Would you restate the entries below exactly, keeping every line?

--------------------

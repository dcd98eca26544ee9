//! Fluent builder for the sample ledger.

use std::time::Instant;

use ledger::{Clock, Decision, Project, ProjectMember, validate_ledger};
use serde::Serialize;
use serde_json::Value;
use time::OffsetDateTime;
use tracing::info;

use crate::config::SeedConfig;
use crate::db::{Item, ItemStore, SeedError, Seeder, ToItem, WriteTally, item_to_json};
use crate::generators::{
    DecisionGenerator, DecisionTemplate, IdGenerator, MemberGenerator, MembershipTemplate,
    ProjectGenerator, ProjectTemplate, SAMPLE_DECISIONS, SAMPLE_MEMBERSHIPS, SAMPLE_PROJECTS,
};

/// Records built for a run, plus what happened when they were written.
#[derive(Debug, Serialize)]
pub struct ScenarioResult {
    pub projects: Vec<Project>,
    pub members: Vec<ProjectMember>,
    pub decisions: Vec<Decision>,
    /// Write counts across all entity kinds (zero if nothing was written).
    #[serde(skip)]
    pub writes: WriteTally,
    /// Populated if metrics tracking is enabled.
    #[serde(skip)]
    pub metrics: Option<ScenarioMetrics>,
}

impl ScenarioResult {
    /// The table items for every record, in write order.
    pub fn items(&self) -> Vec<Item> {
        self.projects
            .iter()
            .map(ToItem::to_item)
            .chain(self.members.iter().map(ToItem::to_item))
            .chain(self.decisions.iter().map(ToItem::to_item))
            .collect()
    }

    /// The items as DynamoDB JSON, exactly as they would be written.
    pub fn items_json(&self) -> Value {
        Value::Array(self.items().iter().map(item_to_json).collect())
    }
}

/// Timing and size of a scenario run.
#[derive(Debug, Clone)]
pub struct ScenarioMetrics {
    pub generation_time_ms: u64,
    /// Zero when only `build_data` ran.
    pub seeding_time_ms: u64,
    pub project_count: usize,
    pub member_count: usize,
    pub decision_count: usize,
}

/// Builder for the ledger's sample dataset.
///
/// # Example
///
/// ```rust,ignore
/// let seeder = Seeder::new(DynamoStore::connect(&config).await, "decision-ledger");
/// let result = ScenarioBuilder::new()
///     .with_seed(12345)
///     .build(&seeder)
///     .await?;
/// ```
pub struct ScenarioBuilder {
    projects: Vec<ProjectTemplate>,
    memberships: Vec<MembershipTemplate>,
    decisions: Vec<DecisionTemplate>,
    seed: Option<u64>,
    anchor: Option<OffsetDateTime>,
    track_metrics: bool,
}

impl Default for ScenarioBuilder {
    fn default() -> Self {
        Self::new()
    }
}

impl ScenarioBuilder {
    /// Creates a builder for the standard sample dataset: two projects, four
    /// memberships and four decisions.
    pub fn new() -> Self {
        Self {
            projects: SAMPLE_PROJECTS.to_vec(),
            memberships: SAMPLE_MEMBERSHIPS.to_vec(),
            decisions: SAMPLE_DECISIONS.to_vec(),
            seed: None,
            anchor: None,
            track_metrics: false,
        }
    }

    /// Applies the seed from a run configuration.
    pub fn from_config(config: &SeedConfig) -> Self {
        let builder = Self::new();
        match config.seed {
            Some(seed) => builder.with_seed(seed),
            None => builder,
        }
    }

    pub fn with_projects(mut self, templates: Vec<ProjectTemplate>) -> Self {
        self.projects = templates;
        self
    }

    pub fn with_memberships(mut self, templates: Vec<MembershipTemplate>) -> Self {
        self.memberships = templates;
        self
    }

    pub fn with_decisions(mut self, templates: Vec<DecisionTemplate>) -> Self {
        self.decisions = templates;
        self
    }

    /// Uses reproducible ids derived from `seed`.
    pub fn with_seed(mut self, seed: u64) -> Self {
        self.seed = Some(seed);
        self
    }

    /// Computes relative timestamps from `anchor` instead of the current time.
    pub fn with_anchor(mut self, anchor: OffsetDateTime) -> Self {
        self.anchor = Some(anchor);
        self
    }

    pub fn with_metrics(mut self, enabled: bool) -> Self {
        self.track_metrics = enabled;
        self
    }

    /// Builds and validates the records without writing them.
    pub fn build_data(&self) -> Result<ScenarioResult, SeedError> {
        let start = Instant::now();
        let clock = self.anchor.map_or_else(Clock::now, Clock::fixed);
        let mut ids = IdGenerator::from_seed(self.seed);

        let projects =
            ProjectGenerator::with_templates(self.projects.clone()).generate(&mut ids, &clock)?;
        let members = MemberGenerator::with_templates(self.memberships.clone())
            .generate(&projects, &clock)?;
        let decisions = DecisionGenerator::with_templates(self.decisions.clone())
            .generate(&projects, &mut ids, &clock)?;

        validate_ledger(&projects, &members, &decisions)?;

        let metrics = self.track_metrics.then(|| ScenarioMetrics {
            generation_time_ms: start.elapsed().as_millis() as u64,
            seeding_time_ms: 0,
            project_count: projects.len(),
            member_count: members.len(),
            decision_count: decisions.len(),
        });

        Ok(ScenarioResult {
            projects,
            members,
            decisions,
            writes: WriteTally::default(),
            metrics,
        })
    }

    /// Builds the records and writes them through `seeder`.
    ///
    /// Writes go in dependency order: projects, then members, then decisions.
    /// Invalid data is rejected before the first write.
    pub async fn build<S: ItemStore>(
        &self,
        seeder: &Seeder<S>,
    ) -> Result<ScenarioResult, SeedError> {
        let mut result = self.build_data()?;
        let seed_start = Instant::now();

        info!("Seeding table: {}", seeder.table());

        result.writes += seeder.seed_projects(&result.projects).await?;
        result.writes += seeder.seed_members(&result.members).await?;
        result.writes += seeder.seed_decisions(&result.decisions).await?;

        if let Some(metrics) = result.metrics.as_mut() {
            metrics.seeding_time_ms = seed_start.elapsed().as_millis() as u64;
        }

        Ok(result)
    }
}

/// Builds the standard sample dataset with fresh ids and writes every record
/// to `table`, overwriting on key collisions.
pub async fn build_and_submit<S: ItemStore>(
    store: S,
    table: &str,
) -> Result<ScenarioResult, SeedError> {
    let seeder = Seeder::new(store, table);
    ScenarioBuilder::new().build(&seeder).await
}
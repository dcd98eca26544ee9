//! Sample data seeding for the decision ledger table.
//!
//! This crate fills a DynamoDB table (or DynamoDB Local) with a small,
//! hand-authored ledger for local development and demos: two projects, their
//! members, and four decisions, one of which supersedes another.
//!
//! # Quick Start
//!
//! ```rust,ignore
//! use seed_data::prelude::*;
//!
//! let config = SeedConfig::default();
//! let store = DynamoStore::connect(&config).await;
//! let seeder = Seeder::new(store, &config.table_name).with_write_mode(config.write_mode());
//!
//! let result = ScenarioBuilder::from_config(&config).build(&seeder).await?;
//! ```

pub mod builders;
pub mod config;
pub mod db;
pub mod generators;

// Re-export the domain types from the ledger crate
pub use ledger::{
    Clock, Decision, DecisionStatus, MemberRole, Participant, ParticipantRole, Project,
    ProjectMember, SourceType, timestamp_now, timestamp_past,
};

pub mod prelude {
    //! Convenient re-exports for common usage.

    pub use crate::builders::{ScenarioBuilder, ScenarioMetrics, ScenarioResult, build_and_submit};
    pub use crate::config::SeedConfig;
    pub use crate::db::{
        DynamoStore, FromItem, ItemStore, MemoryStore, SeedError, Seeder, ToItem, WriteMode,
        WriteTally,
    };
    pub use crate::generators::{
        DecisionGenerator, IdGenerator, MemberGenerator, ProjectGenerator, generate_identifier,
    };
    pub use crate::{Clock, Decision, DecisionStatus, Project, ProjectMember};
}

--------------------

SOLVED PROBLEM:
repository dcd98eca26544ee9
//! Fluent builder for the sample ledger.

use std::time::Instant;

use ledger::{Clock, Decision, Project, ProjectMember, validate_ledger};
use serde::Serialize;
use serde_json::Value;
use time::OffsetDateTime;
use tracing::info;

use crate::config::SeedConfig;
use crate::db::{Item, ItemStore, SeedError, Seeder, ToItem, WriteTally, item_to_json};
use crate::generators::{
    DecisionGenerator, DecisionTemplate, IdGenerator, MemberGenerator, MembershipTemplate,
    ProjectGenerator, ProjectTemplate, SAMPLE_DECISIONS, SAMPLE_MEMBERSHIPS, SAMPLE_PROJECTS,
};

/// Records built for a run, plus what happened when they were written.
#[derive(Debug, Serialize)]
pub struct ScenarioResult {
    pub projects: Vec<Project>,
    pub members: Vec<ProjectMember>,
    pub decisions: Vec<Decision>,
    /// Write counts across all entity kinds (zero if nothing was written).
    #[serde(skip)]
    pub writes: WriteTally,
    /// Populated if metrics tracking is enabled.
    #[serde(skip)]
    pub metrics: Option<ScenarioMetrics>,
}

impl ScenarioResult {
    /// The table items for every record, in write order.
    pub fn items(&self) -> Vec<Item> {
        self.projects
            .iter()
            .map(ToItem::to_item)
            .chain(self.members.iter().map(ToItem::to_item))
            .chain(self.decisions.iter().map(ToItem::to_item))
            .collect()
    }

    /// The items as DynamoDB JSON, exactly as they would be written.
    pub fn items_json(&self) -> Value {
        Value::Array(self.items().iter().map(item_to_json).collect())
    }
}

/// Timing and size of a scenario run.
#[derive(Debug, Clone)]
pub struct ScenarioMetrics {
    pub generation_time_ms: u64,
    /// Zero when only `build_data` ran.
    pub seeding_time_ms: u64,
    pub project_count: usize,
    pub member_count: usize,
    pub decision_count: usize,
}

/// Builder for the ledger's sample dataset.
///
/// # Example
///
/// ```rust,ignore
/// let seeder = Seeder::new(DynamoStore::connect(&config).await, "decision-ledger");
/// let result = ScenarioBuilder::new()
///     .with_seed(12345)
///     .build(&seeder)
///     .await?;
/// ```
pub struct ScenarioBuilder {
    projects: Vec<ProjectTemplate>,
    memberships: Vec<MembershipTemplate>,
    decisions: Vec<DecisionTemplate>,
    seed: Option<u64>,
    anchor: Option<OffsetDateTime>,
    track_metrics: bool,
}

impl Default for ScenarioBuilder {
    fn default() -> Self {
        Self::new()
    }
}

impl ScenarioBuilder {
    /// Creates a builder for the standard sample dataset: two projects, four
    /// memberships and four decisions.
    pub fn new() -> Self {
        Self {
            projects: SAMPLE_PROJECTS.to_vec(),
            memberships: SAMPLE_MEMBERSHIPS.to_vec(),
            decisions: SAMPLE_DECISIONS.to_vec(),
            seed: None,
            anchor: None,
            track_metrics: false,
        }
    }

    /// Applies the seed from a run configuration.
    pub fn from_config(config: &SeedConfig) -> Self {
        let builder = Self::new();
        match config.seed {
            Some(seed) => builder.with_seed(seed),
            None => builder,
        }
    }

    pub fn with_projects(mut self, templates: Vec<ProjectTemplate>) -> Self {
        self.projects = templates;
        self
    }

    pub fn with_memberships(mut self, templates: Vec<MembershipTemplate>) -> Self {
        self.memberships = templates;
        self
    }

    pub fn with_decisions(mut self, templates: Vec<DecisionTemplate>) -> Self {
        self.decisions = templates;
        self
    }

    /// Uses reproducible ids derived from `seed`.
    pub fn with_seed(mut self, seed: u64) -> Self {
        self.seed = Some(seed);
        self
    }

    /// Computes relative timestamps from `anchor` instead of the current time.
    pub fn with_anchor(mut self, anchor: OffsetDateTime) -> Self {
        self.anchor = Some(anchor);
        self
    }

    pub fn with_metrics(mut self, enabled: bool) -> Self {
        self.track_metrics = enabled;
        self
    }

    /// Builds and validates the records without writing them.
    pub fn build_data(&self) -> Result<ScenarioResult, SeedError> {
        let start = Instant::now();
        let clock = self.anchor.map_or_else(Clock::now, Clock::fixed);
        let mut ids = IdGenerator::from_seed(self.seed);

        let projects =
            ProjectGenerator::with_templates(self.projects.clone()).generate(&mut ids, &clock)?;
        let members = MemberGenerator::with_templates(self.memberships.clone())
            .generate(&projects, &clock)?;
        let decisions = DecisionGenerator::with_templates(self.decisions.clone())
            .generate(&projects, &mut ids, &clock)?;

        validate_ledger(&projects, &members, &decisions)?;

        let metrics = self.track_metrics.then(|| ScenarioMetrics {
            generation_time_ms: start.elapsed().as_millis() as u64,
            seeding_time_ms: 0,
            project_count: projects.len(),
            member_count: members.len(),
            decision_count: decisions.len(),
        });

        Ok(ScenarioResult {
            projects,
            members,
            decisions,
            writes: WriteTally::default(),
            metrics,
        })
    }

    /// Builds the records and writes them through `seeder`.
    ///
    /// Writes go in dependency order: projects, then members, then decisions.
    /// Invalid data is rejected before the first write.
    pub async fn build<S: ItemStore>(
        &self,
        seeder: &Seeder<S>,
    ) -> Result<ScenarioResult, SeedError> {
        let mut result = self.build_data()?;
        let seed_start = Instant::now();

        info!("Seeding table: {}", seeder.table());

        result.writes += seeder.seed_projects(&result.projects).await?;
        result.writes += seeder.seed_members(&result.members).await?;
        result.writes += seeder.seed_decisions(&result.decisions).await?;

        if let Some(metrics) = result.metrics.as_mut() {
            metrics.seeding_time_ms = seed_start.elapsed().as_millis() as u64;
        }

        Ok(result)
    }
}

/// Builds the standard sample dataset with fresh ids and writes every record
/// to `table`, overwriting on key collisions.
pub async fn build_and_submit<S: ItemStore>(
    store: S,
    table: &str,
) -> Result<ScenarioResult, SeedError> {
    let seeder = Seeder::new(store, table);
    ScenarioBuilder::new().build(&seeder).await
}
repository dcd98eca26544ee9
//! Sample data seeding for the decision ledger table.
//!
//! This crate fills a DynamoDB table (or DynamoDB Local) with a small,
//! hand-authored ledger for local development and demos: two projects, their
//! members, and four decisions, one of which supersedes another.
//!
//! # Quick Start
//!
//! ```rust,ignore
//! use seed_data::prelude::*;
//!
//! let config = SeedConfig::default();
//! let store = DynamoStore::connect(&config).await;
//! let seeder = Seeder::new(store, &config.table_name).with_write_mode(config.write_mode());
//!
//! let result = ScenarioBuilder::from_config(&config).build(&seeder).await?;
//! ```

pub mod builders;
pub mod config;
pub mod db;
pub mod generators;

// Re-export the domain types from the ledger crate
pub use ledger::{
    Clock, Decision, DecisionStatus, MemberRole, Participant, ParticipantRole, Project,
    ProjectMember, SourceType, timestamp_now, timestamp_past,
};

pub mod prelude {
    //! Convenient re-exports for common usage.

    pub use crate::builders::{ScenarioBuilder, ScenarioMetrics, ScenarioResult, build_and_submit};
    pub use crate::config::SeedConfig;
    pub use crate::db::{
        DynamoStore, FromItem, ItemStore, MemoryStore, SeedError, Seeder, ToItem, WriteMode,
        WriteTally,
    };
    pub use crate::generators::{
        DecisionGenerator, IdGenerator, MemberGenerator, ProjectGenerator, generate_identifier,
    };
    pub use crate::{Clock, Decision, DecisionStatus, Project, ProjectMember};
}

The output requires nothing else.